//! Hub metrics for monitoring operations.

use std::sync::atomic::{AtomicU64, Ordering};

use dashmap::DashMap;
use serde::Serialize;

/// Metrics for hub operations.
pub struct HubMetrics {
    // Call metrics
    total_calls: AtomicU64,
    successful_calls: AtomicU64,
    failed_calls: AtomicU64,
    retried_calls: AtomicU64,
    active_executions: AtomicU64,

    // Connection metrics
    connection_errors: AtomicU64,
    reconnect_attempts: AtomicU64,

    // Event metrics
    events_published: AtomicU64,
    subscribers_evicted: AtomicU64,

    // Per-tool latency tracking, keyed "server:tool"
    tool_latencies: DashMap<String, LatencyStats>,
}

impl HubMetrics {
    pub fn new() -> Self {
        Self {
            total_calls: AtomicU64::new(0),
            successful_calls: AtomicU64::new(0),
            failed_calls: AtomicU64::new(0),
            retried_calls: AtomicU64::new(0),
            active_executions: AtomicU64::new(0),
            connection_errors: AtomicU64::new(0),
            reconnect_attempts: AtomicU64::new(0),
            events_published: AtomicU64::new(0),
            subscribers_evicted: AtomicU64::new(0),
            tool_latencies: DashMap::new(),
        }
    }

    pub fn record_call_start(&self) {
        self.total_calls.fetch_add(1, Ordering::Relaxed);
        self.active_executions.fetch_add(1, Ordering::Relaxed);
    }

    pub fn record_call_end(&self, server: &str, tool: &str, success: bool, duration_ms: u64) {
        self.active_executions.fetch_sub(1, Ordering::Relaxed);
        if success {
            self.successful_calls.fetch_add(1, Ordering::Relaxed);
        } else {
            self.failed_calls.fetch_add(1, Ordering::Relaxed);
        }
        self.tool_latencies
            .entry(format!("{server}:{tool}"))
            .or_insert_with(LatencyStats::new)
            .record(duration_ms);
    }

    pub fn record_retry(&self) {
        self.retried_calls.fetch_add(1, Ordering::Relaxed);
    }

    pub fn record_connection_error(&self) {
        self.connection_errors.fetch_add(1, Ordering::Relaxed);
    }

    pub fn record_reconnect_attempt(&self) {
        self.reconnect_attempts.fetch_add(1, Ordering::Relaxed);
    }

    pub fn record_event_published(&self) {
        self.events_published.fetch_add(1, Ordering::Relaxed);
    }

    pub fn record_subscriber_evicted(&self) {
        self.subscribers_evicted.fetch_add(1, Ordering::Relaxed);
    }

    pub fn snapshot(&self) -> MetricsSnapshot {
        MetricsSnapshot {
            total_calls: self.total_calls.load(Ordering::Relaxed),
            successful_calls: self.successful_calls.load(Ordering::Relaxed),
            failed_calls: self.failed_calls.load(Ordering::Relaxed),
            retried_calls: self.retried_calls.load(Ordering::Relaxed),
            active_executions: self.active_executions.load(Ordering::Relaxed),
            connection_errors: self.connection_errors.load(Ordering::Relaxed),
            reconnect_attempts: self.reconnect_attempts.load(Ordering::Relaxed),
            events_published: self.events_published.load(Ordering::Relaxed),
            subscribers_evicted: self.subscribers_evicted.load(Ordering::Relaxed),
        }
    }

    /// Latency stats for a specific tool, keyed "server:tool".
    pub fn tool_latency(&self, key: &str) -> Option<LatencySnapshot> {
        self.tool_latencies.get(key).map(|stats| stats.snapshot())
    }

    pub fn all_tool_latencies(&self) -> Vec<(String, LatencySnapshot)> {
        self.tool_latencies
            .iter()
            .map(|entry| (entry.key().clone(), entry.value().snapshot()))
            .collect()
    }
}

impl Default for HubMetrics {
    fn default() -> Self {
        Self::new()
    }
}

/// Running latency aggregate for one tool.
pub struct LatencyStats {
    count: AtomicU64,
    total_ms: AtomicU64,
    min_ms: AtomicU64,
    max_ms: AtomicU64,
}

impl LatencyStats {
    fn new() -> Self {
        Self {
            count: AtomicU64::new(0),
            total_ms: AtomicU64::new(0),
            min_ms: AtomicU64::new(u64::MAX),
            max_ms: AtomicU64::new(0),
        }
    }

    fn record(&self, duration_ms: u64) {
        self.count.fetch_add(1, Ordering::Relaxed);
        self.total_ms.fetch_add(duration_ms, Ordering::Relaxed);
        self.min_ms.fetch_min(duration_ms, Ordering::Relaxed);
        self.max_ms.fetch_max(duration_ms, Ordering::Relaxed);
    }

    fn snapshot(&self) -> LatencySnapshot {
        let count = self.count.load(Ordering::Relaxed);
        let total = self.total_ms.load(Ordering::Relaxed);
        LatencySnapshot {
            count,
            avg_ms: if count == 0 { 0 } else { total / count },
            min_ms: match self.min_ms.load(Ordering::Relaxed) {
                u64::MAX => 0,
                v => v,
            },
            max_ms: self.max_ms.load(Ordering::Relaxed),
        }
    }
}

#[derive(Debug, Clone, Serialize)]
pub struct LatencySnapshot {
    pub count: u64,
    pub avg_ms: u64,
    pub min_ms: u64,
    pub max_ms: u64,
}

#[derive(Debug, Clone, Serialize)]
pub struct MetricsSnapshot {
    pub total_calls: u64,
    pub successful_calls: u64,
    pub failed_calls: u64,
    pub retried_calls: u64,
    pub active_executions: u64,
    pub connection_errors: u64,
    pub reconnect_attempts: u64,
    pub events_published: u64,
    pub subscribers_evicted: u64,
}

#[cfg(test)]
mod tests {
    use super::*;

    #[test]
    fn test_call_lifecycle_counters() {
        let metrics = HubMetrics::new();
        metrics.record_call_start();
        metrics.record_call_end("math", "add", true, 12);
        metrics.record_call_start();
        metrics.record_call_end("math", "add", false, 40);

        let snapshot = metrics.snapshot();
        assert_eq!(snapshot.total_calls, 2);
        assert_eq!(snapshot.successful_calls, 1);
        assert_eq!(snapshot.failed_calls, 1);
        assert_eq!(snapshot.active_executions, 0);

        let latency = metrics.tool_latency("math:add").unwrap();
        assert_eq!(latency.count, 2);
        assert_eq!(latency.min_ms, 12);
        assert_eq!(latency.max_ms, 40);
        assert_eq!(latency.avg_ms, 26);
    }

    #[test]
    fn test_empty_latency_is_absent() {
        let metrics = HubMetrics::new();
        assert!(metrics.tool_latency("math:add").is_none());
    }
}
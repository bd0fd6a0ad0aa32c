//! Event fan-out: typed events, replay ring, subscriber lifecycle.

pub mod bus;
pub mod types;

pub use bus::{EventBus, IDLE_TIMEOUT, PING_INTERVAL, REPLAY_BUFFER_SIZE, REPLAY_ON_SUBSCRIBE};
pub use types::{EventPayload, EventType, HubEvent};
//! Shared tool types.
//!
//! [`ToolDescriptor`] is the hub's unified view of a tool regardless of origin
//! (upstream MCP server or the API-tool bridge). [`ToolResult`] is the
//! canonical call result shape every execution path normalizes into.

use serde::{Deserialize, Serialize};

/// A tool as advertised by its owning server.
#[derive(Debug, Clone, PartialEq, Serialize, Deserialize)]
pub struct ToolDescriptor {
    pub name: String,
    #[serde(default)]
    pub description: String,
    /// JSON-schema-shaped: `type`, `properties`, `required`, `additionalProperties`.
    #[serde(default = "empty_object_schema")]
    pub input_schema: serde_json::Value,
    /// Owning server id; `api-tools` for HTTP-bridged tools.
    pub server: String,
}

fn empty_object_schema() -> serde_json::Value {
    serde_json::json!({ "type": "object", "properties": {} })
}

/// One content item of a tool result.
#[derive(Debug, Clone, PartialEq, Serialize, Deserialize)]
#[serde(tag = "type", rename_all = "snake_case")]
pub enum ToolContent {
    Text { text: String },
}

impl ToolContent {
    pub fn text(text: impl Into<String>) -> Self {
        ToolContent::Text { text: text.into() }
    }

    pub fn as_text(&self) -> &str {
        match self {
            ToolContent::Text { text } => text,
        }
    }
}

/// Canonical tool call result: `{ content: [...], isError: bool }`.
#[derive(Debug, Clone, PartialEq, Serialize, Deserialize)]
pub struct ToolResult {
    #[serde(default)]
    pub content: Vec<ToolContent>,
    #[serde(rename = "isError", default)]
    pub is_error: bool,
}

impl ToolResult {
    pub fn text(text: impl Into<String>) -> Self {
        Self {
            content: vec![ToolContent::text(text)],
            is_error: false,
        }
    }

    pub fn error(text: impl Into<String>) -> Self {
        Self {
            content: vec![ToolContent::text(text)],
            is_error: true,
        }
    }

    /// Concatenated text of all content items.
    pub fn text_content(&self) -> String {
        self.content
            .iter()
            .map(ToolContent::as_text)
            .collect::<Vec<_>>()
            .join("\n")
    }
}

#[cfg(test)]
mod tests {
    use super::*;

    #[test]
    fn test_tool_result_serializes_with_is_error_camel_case() {
        let result = ToolResult::error("boom");
        let value = serde_json::to_value(&result).unwrap();
        assert_eq!(value["isError"], true);
        assert_eq!(value["content"][0]["type"], "text");
        assert_eq!(value["content"][0]["text"], "boom");
    }

    #[test]
    fn test_tool_descriptor_defaults_schema() {
        let descriptor: ToolDescriptor =
            serde_json::from_value(serde_json::json!({ "name": "add", "server": "math" })).unwrap();
        assert_eq!(descriptor.input_schema["type"], "object");
        assert!(descriptor.description.is_empty());
    }
}
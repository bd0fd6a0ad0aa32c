//! Per-group tool catalog with TTL-bounded caching.
//!
//! A cache miss aggregates tools from the server pool (restricted to the
//! group's servers, in group order) and the API-tool bridge, both filtered
//! by the group's allow-list when it is non-empty. Entries are invalidated
//! explicitly, when a member server changes connection state, or after the
//! TTL elapses. Freshness decisions use the monotonic clock; wall-clock
//! timestamps are kept alongside for observability.

use std::{sync::Arc, time::Duration};

use chrono::{DateTime, Utc};
use dashmap::DashMap;
use serde::Serialize;
use tokio::time::Instant;
use tracing::debug;

use crate::{
    access::GroupRegistry,
    bridge::ApiToolBridge,
    config::DEFAULT_GROUP_ID,
    error::{HubError, HubResult},
    pool::ServerPool,
    types::ToolDescriptor,
};

/// Catalog entries older than this are never returned.
pub const CATALOG_TTL: Duration = Duration::from_secs(30);

struct CatalogEntry {
    tools: Vec<ToolDescriptor>,
    fetched_at: Instant,
    fetched_wall: DateTime<Utc>,
}

#[derive(Debug, Clone, Serialize)]
pub struct CatalogStats {
    pub cached_groups: usize,
    pub total_tools: usize,
    #[serde(skip_serializing_if = "Option::is_none")]
    pub oldest_entry: Option<DateTime<Utc>>,
    #[serde(skip_serializing_if = "Option::is_none")]
    pub newest_entry: Option<DateTime<Utc>>,
}

pub struct ToolCatalog {
    entries: DashMap<String, CatalogEntry>,
    pool: Arc<ServerPool>,
    bridge: Arc<ApiToolBridge>,
    groups: Arc<GroupRegistry>,
    ttl: Duration,
}

impl ToolCatalog {
    pub fn new(
        pool: Arc<ServerPool>,
        bridge: Arc<ApiToolBridge>,
        groups: Arc<GroupRegistry>,
    ) -> Self {
        Self::with_ttl(pool, bridge, groups, CATALOG_TTL)
    }

    pub fn with_ttl(
        pool: Arc<ServerPool>,
        bridge: Arc<ApiToolBridge>,
        groups: Arc<GroupRegistry>,
        ttl: Duration,
    ) -> Self {
        Self {
            entries: DashMap::new(),
            pool,
            bridge,
            groups,
            ttl,
        }
    }

    /// Tools visible to a group. Cached copies are defensive clones.
    pub fn tools_for_group(&self, group_id: &str) -> HubResult<Vec<ToolDescriptor>> {
        if let Some(entry) = self.entries.get(group_id) {
            if entry.fetched_at.elapsed() < self.ttl {
                return Ok(entry.tools.clone());
            }
        }

        let group = self
            .groups
            .get_group(group_id)
            .ok_or_else(|| HubError::GroupNotFound(group_id.to_string()))?;

        let mut tools = Vec::new();
        for server in &group.servers {
            for tool in self.pool.server_tools(server) {
                if group.allows_tool(&tool.name) {
                    tools.push(tool);
                }
            }
        }
        for tool in self.bridge.tool_descriptors() {
            if group.allows_tool(&tool.name) {
                tools.push(tool);
            }
        }

        debug!(group = group_id, count = tools.len(), "tool catalog refreshed");
        self.entries.insert(
            group_id.to_string(),
            CatalogEntry {
                tools: tools.clone(),
                fetched_at: Instant::now(),
                fetched_wall: Utc::now(),
            },
        );
        Ok(tools)
    }

    /// Drop every cached entry.
    pub fn clear_cache(&self) {
        self.entries.clear();
    }

    /// Drop one group's entry.
    pub fn clear_cache_for_group(&self, group_id: &str) {
        self.entries.remove(group_id);
    }

    /// Force re-aggregation for a group and return the fresh list.
    pub fn refresh_group(&self, group_id: &str) -> HubResult<Vec<ToolDescriptor>> {
        self.clear_cache_for_group(group_id);
        self.tools_for_group(group_id)
    }

    /// Invalidate every cached group that can see the given server.
    ///
    /// The synthesized `default` group tracks connected servers dynamically,
    /// so it is always invalidated.
    pub fn invalidate_for_server(&self, server: &str) {
        let stale: Vec<String> = self
            .entries
            .iter()
            .filter(|entry| {
                entry.key() == DEFAULT_GROUP_ID
                    || self
                        .groups
                        .group_servers(entry.key())
                        .iter()
                        .any(|s| s == server)
            })
            .map(|entry| entry.key().clone())
            .collect();
        for group in stale {
            debug!(group = %group, server, "invalidating catalog entry after server state change");
            self.entries.remove(&group);
        }
    }

    pub fn stats(&self) -> CatalogStats {
        let mut total_tools = 0;
        let mut oldest: Option<DateTime<Utc>> = None;
        let mut newest: Option<DateTime<Utc>> = None;
        for entry in self.entries.iter() {
            total_tools += entry.tools.len();
            let wall = entry.fetched_wall;
            oldest = Some(oldest.map_or(wall, |o| o.min(wall)));
            newest = Some(newest.map_or(wall, |n| n.max(wall)));
        }
        CatalogStats {
            cached_groups: self.entries.len(),
            total_tools,
            oldest_entry: oldest,
            newest_entry: newest,
        }
    }
}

================================

## Task description
Go through the records above and copy every line with the word "false".

## Response to this task
        metrics.record_call_end("math", "add", false, 40);
            is_error: false,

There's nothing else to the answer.